Source code for speechbrain.k2_integration.losses

""" This file contains the loss functions for k2 training. Currently, we only
support CTC loss.

Authors:
 * Pierre Champion 2023
 * Zeyu Zhao 2023
 * Georgios Karakasidis 2023
"""

from . import k2  # import k2 from ./__init__.py

import torch



[docs]
def ctc_k2(
    log_probs,
    input_lens,
    graph_compiler,
    texts,
    reduction="mean",
    beam_size=10,
    use_double_scores=True,
    is_training=True,
):
    """
    CTC loss implemented with k2. Make sure that k2 has been installed properly.
    Note that the blank index must be 0 in this implementation.

    Arguments
    ---------
    log_probs: torch.Tensor
        Log-probs of shape (batch, time, num_classes).
    input_lens : torch.Tensor
        Length of each utterance.
    graph_compiler : k2.Fsa
        Decoding graph.
    texts : List[str]
        List of texts.
    reduction : str
        What reduction to apply to the output. 'mean', 'sum', 'none'.
        See k2.ctc_loss for 'mean', 'sum', 'none'.
    beam_size : int
        Beam size.
    use_double_scores : bool
        If true, use double precision for scores.
    is_training : bool
        If true, the returned loss requires gradient.

    Returns
    -------
    loss: torch.Tensor
        CTC loss.

    Example
    -------
    >>> import torch
    >>> from speechbrain.k2_integration.losses import ctc_k2
    >>> from speechbrain.k2_integration.graph_compiler import CtcGraphCompiler
    >>> from speechbrain.k2_integration.lexicon import Lexicon
    >>> from speechbrain.k2_integration.prepare_lang import prepare_lang

    >>> # Create a random batch of log-probs
    >>> batch_size = 4

    >>> log_probs = torch.randn(batch_size, 100, 30)
    >>> log_probs.requires_grad = True
    >>> # Assume all utterances have the same length so no padding was needed.
    >>> input_lens = torch.ones(batch_size)
    >>> # Create a samll lexicon containing only two words and write it to a file.
    >>> lang_tmpdir = getfixture('tmpdir')
    >>> lexicon_sample = "hello h e l l o\\nworld w o r l d\\n<UNK> <unk>"
    >>> lexicon_file = lang_tmpdir.join("lexicon.txt")
    >>> lexicon_file.write(lexicon_sample)
    >>> # Create a lang directory with the lexicon and L.pt, L_inv.pt, L_disambig.pt
    >>> prepare_lang(lang_tmpdir)
    >>> # Create a lexicon object
    >>> lexicon = Lexicon(lang_tmpdir)
    >>> # Create a random decoding graph
    >>> graph = CtcGraphCompiler(
    ...     lexicon,
    ...     log_probs.device,
    ... )
    >>> # Create a random batch of texts
    >>> texts = ["hello world", "world hello", "hello", "world"]
    >>> # Compute the loss
    >>> loss = ctc_k2(
    ...     log_probs=log_probs,
    ...     input_lens=input_lens,
    ...     graph_compiler=graph,
    ...     texts=texts,
    ...     reduction="mean",
    ...     beam_size=10,
    ...     use_double_scores=True,
    ...     is_training=True,
    ... )
    """
    input_lens = (input_lens * log_probs.shape[1]).round().int()
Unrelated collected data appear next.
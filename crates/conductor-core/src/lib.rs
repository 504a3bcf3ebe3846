//! Core types and error definitions for the Conductor orchestration core.
//!
//! This crate provides the foundational types shared across all Conductor
//! crates: the error taxonomy, the workflow/execution/agent data model, the
//! record store collaborator and the event bus that feeds observers.
//!
//! # Main types
//!
//! - [`ConductorError`] — Unified error enum for all subsystems.
//! - [`ConductorResult`] — Convenience alias for `Result<T, ConductorError>`.
//! - [`Workflow`] — Stored definition of steps and an optional trigger.
//! - [`Execution`] — One run of a workflow with its state and log.
//! - [`Agent`] — Capability-bearing unit with dispatch statistics.
//! - [`Repository`] — Typed CRUD over an injected [`RecordStore`].
//! - [`EventBus`] — Broadcast of state changes to the notification layer.

/// Agent state and statistics.
pub mod agent;
/// Error taxonomy.
pub mod error;
/// State-change events and the event bus.
pub mod event;
/// Execution records and activity entries.
pub mod execution;
/// Capability provider snapshots and registrations.
pub mod provider;
/// Record store trait and implementations.
pub mod store;
/// Workflow definitions.
pub mod workflow;

pub use agent::{Agent, AgentStatus, MetricsSnapshot};
pub use error::{ConductorError, ConductorResult};
pub use event::{Channel, Event, EventBus};
pub use execution::{Activity, ActivityKind, Execution, ExecutionState, ExecutionTrigger, LogEntry};
pub use provider::{ProviderRecord, ProviderSnapshot, ProviderStatus};
pub use store::{FileStore, MemoryStore, Record, RecordKind, RecordStore, Repository};
pub use workflow::{AgentSet, ExecutionMode, Step, StepTarget, Workflow, WorkflowStatus};
//! `conductor` command-line entry point: serve the gateway or manage
//! workflows, executions, providers and agents against the local store.

mod config;

use clap::{Parser, Subcommand};
use conductor_core::{
    Agent, ExecutionState, FileStore, ProviderRecord, Repository, Workflow, WorkflowStatus,
};
use conductor_gateway::GatewayServer;
use conductor_orchestrator::{HttpAgentHandler, Orchestrator, Scheduler};
use config::ConductorConfig;
use std::path::{Path, PathBuf};
use std::sync::Arc;
use std::time::Duration;
use tracing::info;
use tracing_subscriber::EnvFilter;
use uuid::Uuid;

#[derive(Parser)]
#[command(name = "conductor", about = "Conductor: workflow and agent orchestration")]
struct Cli {
    /// Path to config file
    #[arg(short, long, default_value = "conductor.toml")]
    config: PathBuf,

    #[command(subcommand)]
    command: Commands,
}

#[derive(Subcommand)]
enum Commands {
    /// Start the scheduler and the observer gateway
    Serve {
        /// Host to bind to (overrides config)
        #[arg(long)]
        host: Option<String>,
        /// Port to listen on (overrides config)
        #[arg(short, long)]
        port: Option<u16>,
    },
    /// Manage workflow definitions
    Workflow {
        #[command(subcommand)]
        action: WorkflowAction,
    },
    /// Inspect executions
    Execution {
        #[command(subcommand)]
        action: ExecutionAction,
    },
    /// Manage capability providers
    Provider {
        #[command(subcommand)]
        action: ProviderAction,
    },
    /// Inspect and deploy configured agents
    Agent {
        #[command(subcommand)]
        action: AgentAction,
    },
}

#[derive(Subcommand)]
enum WorkflowAction {
    /// Register or replace a workflow from a JSON or TOML file
    Register { file: PathBuf },
    /// Run a workflow now and wait for it to finish
    Run { id: String },
    /// List registered workflows
    List,
    /// Delete a workflow
    Delete { id: String },
    /// Activate a workflow's schedule
    Enable { id: String },
    /// Deactivate a workflow's schedule
    Disable { id: String },
}

#[derive(Subcommand)]
enum ExecutionAction {
    /// List executions, newest first
    List {
        /// Only executions of this workflow
        #[arg(long)]
        workflow: Option<String>,
        #[arg(long, default_value_t = 20)]
        limit: usize,
    },
    /// Show one execution with its log
    Show { id: Uuid },
}

#[derive(Subcommand)]
enum ProviderAction {
    /// Register an HTTP capability provider
    Register {
        #[arg(long)]
        id: String,
        #[arg(long)]
        endpoint: String,
        /// Comma-separated capability names
        #[arg(long, value_delimiter = ',', required = true)]
        capabilities: Vec<String>,
    },
    /// Remove a capability provider
    Deregister { id: String },
    /// List providers with a fresh health probe
    List,
}

#[derive(Subcommand)]
enum AgentAction {
    /// List configured agents and their statistics
    List,
    /// Run an agent's deployment hook
    Deploy { id: String },
}

#[tokio::main]
async fn main() -> anyhow::Result<()> {
    let _ = dotenvy::dotenv();

    tracing_subscriber::fmt()
        .with_env_filter(
            EnvFilter::try_from_default_env().unwrap_or_else(|_| EnvFilter::new("info")),
        )
        .json()
        .init();

    let cli = Cli::parse();
    let config = ConductorConfig::load(&cli.config).await?;
    let orch = build_orchestrator(&config).await?;

    match cli.command {
        Commands::Serve { host, port } => serve(orch.clone(), &config, host, port).await?,
        Commands::Workflow { action } => workflow_command(&orch, action).await?,
        Commands::Execution { action } => execution_command(&orch, action).await?,
        Commands::Provider { action } => provider_command(&orch, &config, action).await?,
        Commands::Agent { action } => agent_command(&orch, action).await?,
    }

    orch.shutdown();
    Ok(())
}

/// Wire the orchestrator over the file store, with configured agents and
/// persisted providers registered.
async fn build_orchestrator(config: &ConductorConfig) -> anyhow::Result<Arc<Orchestrator>> {
    let store = FileStore::new(config.data_dir.clone()).await?;
    let orch = Arc::new(Orchestrator::new(
        Repository::new(Arc::new(store)),
        config.orchestrator(),
    ));

    let timeout = config.agents.dispatch_timeout_secs.map(Duration::from_secs);
    for def in &config.agents.definitions {
        let handler = HttpAgentHandler::new(def.endpoint.clone(), timeout)?;
        orch.register_agent(
            Agent::new(def.id.clone(), def.name.clone())
                .with_capabilities(def.capabilities.iter().cloned()),
            Arc::new(handler),
        )
        .await?;
    }

    orch.restore_providers(config.request_timeout()).await?;
    Ok(orch)
}

async fn serve(
    orch: Arc<Orchestrator>,
    config: &ConductorConfig,
    host: Option<String>,
    port: Option<u16>,
) -> anyhow::Result<()> {
    let host = host.unwrap_or_else(|| config.server.host.clone());
    let port = port.unwrap_or(config.server.port);

    let interrupted = orch.recover_interrupted().await?;
    if interrupted > 0 {
        info!(interrupted, "Interrupted executions marked failed");
    }
    let active = orch.sync_schedules().await?;
    info!(active, "Workflow triggers installed");

    if config.scheduler.resync_interval_secs > 0 {
        orch.clone()
            .start_schedule_sync(Duration::from_secs(config.scheduler.resync_interval_secs));
    }
    if config.capabilities.health_check_interval_secs > 0 {
        orch.capabilities().clone().start_health_loop(Duration::from_secs(
            config.capabilities.health_check_interval_secs,
        ));
    }

    let app = GatewayServer::build(orch.clone(), &config.gateway());
    let addr = format!("{host}:{port}");
    let listener = tokio::net::TcpListener::bind(&addr).await?;
    info!("Conductor gateway listening on {addr}");

    axum::serve(listener, app)
        .with_graceful_shutdown(async {
            let _ = tokio::signal::ctrl_c().await;
            info!("Shutdown requested");
        })
        .await?;
    Ok(())
}

async fn workflow_command(orch: &Orchestrator, action: WorkflowAction) -> anyhow::Result<()> {
    match action {
        WorkflowAction::Register { file } => {
            let workflow = read_workflow(&file).await?;
            let workflow = orch.register_workflow(workflow).await?;
            println!(
                "Registered workflow '{}' (version {}, {} steps)",
                workflow.id,
                workflow.version,
                workflow.step_count()
            );
        }
        WorkflowAction::Run { id } => {
            let execution = orch.execute(&id).await?;
            println!("Execution {} {}", execution.id, execution.state);
            for line in &execution.log {
                println!("  {} {}", line.timestamp.format("%H:%M:%S%.3f"), line.message);
            }
            if execution.state == ExecutionState::Failed {
                anyhow::bail!("workflow '{id}' failed");
            }
        }
        WorkflowAction::List => {
            let workflows = orch.list_workflows().await?;
            if workflows.is_empty() {
                println!("No workflows registered.");
                println!("Register one with `conductor workflow register <file>`");
            }
            for wf in &workflows {
                let next = wf
                    .trigger
                    .as_deref()
                    .filter(|_| wf.is_schedulable())
                    .and_then(|t| Scheduler::next_fire_time(t, chrono::Utc::now()).ok())
                    .map(|t| t.to_rfc3339())
                    .unwrap_or_else(|| "-".to_string());
                println!(
                    "  {} - {} (v{}, {:?}, trigger: {}, next: {})",
                    wf.id,
                    wf.name,
                    wf.version,
                    wf.status,
                    wf.trigger.as_deref().unwrap_or("none"),
                    next
                );
            }
        }
        WorkflowAction::Delete { id } => {
            orch.delete_workflow(&id).await?;
            println!("Deleted workflow '{id}'");
        }
        WorkflowAction::Enable { id } => {
            orch.set_status(&id, WorkflowStatus::Active).await?;
            println!("Workflow '{id}' is active");
        }
        WorkflowAction::Disable { id } => {
            orch.set_status(&id, WorkflowStatus::Inactive).await?;
            println!("Workflow '{id}' is inactive");
        }
    }
    Ok(())
}

async fn execution_command(orch: &Orchestrator, action: ExecutionAction) -> anyhow::Result<()> {
    match action {
        ExecutionAction::List { workflow, limit } => {
            let executions = orch.list_executions(workflow.as_deref()).await?;
            if executions.is_empty() {
                println!("No executions recorded.");
            }
            for e in executions.iter().take(limit) {
                let duration = e
                    .duration_ms()
                    .map(|ms| format!("{ms}ms"))
                    .unwrap_or_else(|| "-".to_string());
                println!(
                    "  {} {} {} started {} ({})",
                    e.id,
                    e.workflow_id,
                    e.state,
                    e.started_at.to_rfc3339(),
                    duration
                );
            }
        }
        ExecutionAction::Show { id } => {
            let execution = orch
                .get_execution(id)
                .await?
                .ok_or_else(|| anyhow::anyhow!("execution {id} not found"))?;
            println!(
                "Execution {} of '{}' v{} ({:?}): {}",
                execution.id,
                execution.workflow_id,
                execution.workflow_version,
                execution.trigger,
                execution.state
            );
            for line in &execution.log {
                println!("  {} {}", line.timestamp.to_rfc3339(), line.message);
            }
        }
    }
    Ok(())
}

async fn provider_command(
    orch: &Orchestrator,
    config: &ConductorConfig,
    action: ProviderAction,
) -> anyhow::Result<()> {
    match action {
        ProviderAction::Register {
            id,
            endpoint,
            capabilities,
        } => {
            orch.register_provider(
                ProviderRecord::new(id.clone(), endpoint, capabilities),
                config.request_timeout(),
            )
            .await?;
            let status = orch.capabilities().probe(&id).await?;
            println!("Registered provider '{id}' (health: {status})");
        }
        ProviderAction::Deregister { id } => {
            if !orch.deregister_provider(&id).await? {
                anyhow::bail!("provider '{id}' is not registered");
            }
            println!("Deregistered provider '{id}'");
        }
        ProviderAction::List => {
            orch.capabilities().health_check().await;
            let providers = orch.capabilities().status().await;
            if providers.is_empty() {
                println!("No capability providers registered.");
            }
            for p in &providers {
                let latency = p
                    .last_response_ms
                    .map(|ms| format!("{ms:.1}ms"))
                    .unwrap_or_else(|| "-".to_string());
                println!(
                    "  {} [{}] {} ({})",
                    p.id,
                    p.capabilities.join(", "),
                    p.status,
                    latency
                );
            }
        }
    }
    Ok(())
}

async fn agent_command(orch: &Orchestrator, action: AgentAction) -> anyhow::Result<()> {
    match action {
        AgentAction::List => {
            let agents = orch.agents().list();
            if agents.is_empty() {
                println!("No agents configured.");
                println!("Declare agents in conductor.toml under [[agents.definitions]]");
            }
            for a in &agents {
                let caps: Vec<&str> = a.capabilities.iter().map(String::as_str).collect();
                println!(
                    "  {} - {} [{}] {} runs, {} errors, avg {:.1}ms",
                    a.id,
                    a.name,
                    caps.join(", "),
                    a.execution_count,
                    a.error_count,
                    a.avg_latency_ms
                );
            }
        }
        AgentAction::Deploy { id } => {
            orch.agents().deploy(&id).await?;
            println!("Agent '{id}' deployed");
        }
    }
    Ok(())
}

/// Parse a workflow definition, TOML when the extension says so, JSON otherwise.
async fn read_workflow(path: &Path) -> anyhow::Result<Workflow> {
    let text = tokio::fs::read_to_string(path).await.map_err(|e| {
        anyhow::anyhow!("Failed to read workflow file '{}': {}", path.display(), e)
    })?;
    let workflow = match path.extension().and_then(|e| e.to_str()) {
        Some("toml") => toml::from_str(&text)?,
        _ => serde_json::from_str(&text)?,
    };
    Ok(workflow)
}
    batch_size = log_probs.shape[0]

    supervision_segments = torch.tensor(
        [[i, 0, input_lens[i]] for i in range(batch_size)],
        device="cpu",
        dtype=torch.int32,
    )

    decoding_graph, target_lens = graph_compiler.compile(
        texts, is_training=is_training
    )

    # An introduction to DenseFsaVec:
    # https://k2-fsa.github.io/k2/core_concepts/index.html#dense-fsa-vector
    # It could be viewed as a fsa-type log_probs,
    # whose weight on the arcs are initialized with log_probs.
    # The goal of converting tensor-type to fsa-type is using
    # fsa related functions in k2. e.g. k2.ctc_loss.
    dense_fsa_vec = k2.DenseFsaVec(log_probs, supervision_segments)

    loss = k2.ctc_loss(
        decoding_graph=decoding_graph.to(log_probs.device),
        dense_fsa_vec=dense_fsa_vec,
        target_lengths=target_lens.to(log_probs.device),
        output_beam=beam_size,
        reduction=reduction,
        use_double_scores=use_double_scores,
    )

    assert loss.requires_grad == is_training

    return loss